ASSIGNMENT:
One part of the entries below is wanted: the lines from the one containing "one at a time" through the one containing "pub trait Radio: Send". Write those out exactly and nothing else.
:: DATA FOR THIS TASK ::
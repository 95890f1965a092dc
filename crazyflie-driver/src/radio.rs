//! Radio transport boundary.
//!
//! The radio link driver only talks to the dongle through the [Radio] and
//! [RadioProvider] traits. The `native` feature provides an implementation
//! backed by a real Crazyradio, tests provide simulated ones.

use crate::error::Result;
use std::fmt;
use std::str::FromStr;

/// Default channel used by a freshly opened dongle
pub const DEFAULT_CHANNEL: u8 = 2;
/// Default radio address
pub const DEFAULT_ADDRESS: [u8; 5] = [0xE7; 5];
/// Default auto retry count
pub const DEFAULT_ARC: u8 = 3;
/// Default auto retry delay, expressed in ack payload bytes
pub const DEFAULT_ARD_BYTES: u8 = 32;
/// Highest channel supported by the nRF24
pub const MAX_CHANNEL: u8 = 125;

#[derive(Clone, Copy, Debug, PartialEq, Eq)]
pub enum DataRate {
    Dr250K,
    Dr1M,
    Dr2M,
}

impl DataRate {
    pub const ALL: [DataRate; 3] = [DataRate::Dr250K, DataRate::Dr1M, DataRate::Dr2M];

    pub fn as_str(&self) -> &'static str {
        match self {
            DataRate::Dr250K => "250K",
            DataRate::Dr1M => "1M",
            DataRate::Dr2M => "2M",
        }
    }
}

impl fmt::Display for DataRate {
    fn fmt(&self, f: &mut fmt::Formatter<'_>) -> fmt::Result {
        f.write_str(self.as_str())
    }
}

impl FromStr for DataRate {
    type Err = crate::Error;

    fn from_str(s: &str) -> Result<Self> {
        match s {
            "250K" => Ok(DataRate::Dr250K),
            "1M" => Ok(DataRate::Dr1M),
            "2M" => Ok(DataRate::Dr2M),
            _ => Err(crate::Error::InvalidUri),
        }
    }
}

/// Transmit power
#[derive(Clone, Copy, Debug, PartialEq, Eq)]
pub enum Power {
    Pm18dBm,
    Pm12dBm,
    Pm6dBm,
    P0dBm,
}

/// A dongle setting, applied one at a time
#[derive(Clone, Copy, Debug, PartialEq, Eq)]
pub enum RadioSetting {
    Channel(u8),
    DataRate(DataRate),
    Address([u8; 5]),
    /// Auto retry count
    Arc(u8),
    /// Auto retry delay, in ack payload bytes
    ArdBytes(u8),
    Power(Power),
    ContCarrier(bool),
}

impl RadioSetting {
    /// Settings applied to a freshly opened dongle
    pub fn defaults() -> Vec<RadioSetting> {
        vec![
            RadioSetting::DataRate(DataRate::Dr2M),
            RadioSetting::Channel(DEFAULT_CHANNEL),
            RadioSetting::ContCarrier(false),
            RadioSetting::Address(DEFAULT_ADDRESS),
            RadioSetting::Power(Power::P0dBm),
            RadioSetting::Arc(DEFAULT_ARC),
            RadioSetting::ArdBytes(DEFAULT_ARD_BYTES),
        ]
    }
}

/// Acknowledgement of one radio round trip
#[derive(Clone, Debug, Default, PartialEq, Eq)]
pub struct RadioAck {
    /// The Crazyflie received the packet
    pub ack: bool,
    pub power_detector: bool,
    /// Number of retransmissions the dongle needed
    pub retry_count: u8,
    /// Ack payload, a CRTP packet when not empty
    pub payload: Vec<u8>,
}

impl RadioAck {
    /// Decode the raw USB answer of the dongle.
    ///
    /// The first byte is a status: bit 0 is the ack, bit 1 the power
    /// detector and bits 4 to 7 the retry count. A zero status means the
    /// dongle gave up, in which case it retried `arc` times.
    pub fn from_raw(raw: &[u8], arc: u8) -> RadioAck {
        let (status, payload) = match raw.split_first() {
            Some((status, payload)) => (*status, payload.to_vec()),
            None => (0, Vec::new()),
        };

        RadioAck {
            ack: status & 0x01 != 0,
            power_detector: status & 0x02 != 0,
            retry_count: if status != 0 { status >> 4 } else { arc },
            payload,
        }
    }

    /// Link quality derived from the retry count, 100 is a perfect link
    pub fn link_quality(&self) -> u8 {
        (10 - self.retry_count.min(10)) * 10
    }
}

/// One opened radio dongle
pub trait Radio: Send {
    /// Send one frame and wait for the ack.
    ///
    /// `None` means the dongle did not answer at all.
    fn send_packet(&mut self, data: &[u8]) -> Result<Option<RadioAck>>;

    /// Return the channels, in `start..=stop`, where `packet` was acked
    fn scan_channels(&mut self, start: u8, stop: u8, packet: &[u8]) -> Result<Vec<u8>>;

    fn apply_setting(&mut self, setting: RadioSetting) -> Result<()>;
}

/// Opens radio dongles
pub trait RadioProvider: Send + Sync {
    /// Open the nth dongle. The handle is released when dropped.
    fn open(&self, nth: usize) -> Result<Box<dyn Radio>>;

    /// Human readable description of every dongle attached
    fn list_dongles(&self) -> Result<Vec<String>>;
}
:::
FINISHED EXERCISE:
/// A dongle setting, applied one at a time
#[derive(Clone, Copy, Debug, PartialEq, Eq)]
pub enum RadioSetting {
    Channel(u8),
    DataRate(DataRate),
    Address([u8; 5]),
    /// Auto retry count
    Arc(u8),
    /// Auto retry delay, in ack payload bytes
    ArdBytes(u8),
    Power(Power),
    ContCarrier(bool),
}

impl RadioSetting {
    /// Settings applied to a freshly opened dongle
    pub fn defaults() -> Vec<RadioSetting> {
        vec![
            RadioSetting::DataRate(DataRate::Dr2M),
            RadioSetting::Channel(DEFAULT_CHANNEL),
            RadioSetting::ContCarrier(false),
            RadioSetting::Address(DEFAULT_ADDRESS),
            RadioSetting::Power(Power::P0dBm),
            RadioSetting::Arc(DEFAULT_ARC),
            RadioSetting::ArdBytes(DEFAULT_ARD_BYTES),
        ]
    }
}

/// Acknowledgement of one radio round trip
#[derive(Clone, Debug, Default, PartialEq, Eq)]
pub struct RadioAck {
    /// The Crazyflie received the packet
    pub ack: bool,
    pub power_detector: bool,
    /// Number of retransmissions the dongle needed
    pub retry_count: u8,
    /// Ack payload, a CRTP packet when not empty
    pub payload: Vec<u8>,
}

impl RadioAck {
    /// Decode the raw USB answer of the dongle.
    ///
    /// The first byte is a status: bit 0 is the ack, bit 1 the power
    /// detector and bits 4 to 7 the retry count. A zero status means the
    /// dongle gave up, in which case it retried `arc` times.
    pub fn from_raw(raw: &[u8], arc: u8) -> RadioAck {
        let (status, payload) = match raw.split_first() {
            Some((status, payload)) => (*status, payload.to_vec()),
            None => (0, Vec::new()),
        };

        RadioAck {
            ack: status & 0x01 != 0,
            power_detector: status & 0x02 != 0,
            retry_count: if status != 0 { status >> 4 } else { arc },
            payload,
        }
    }

    /// Link quality derived from the retry count, 100 is a perfect link
    pub fn link_quality(&self) -> u8 {
        (10 - self.retry_count.min(10)) * 10
    }
}

/// One opened radio dongle
pub trait Radio: Send {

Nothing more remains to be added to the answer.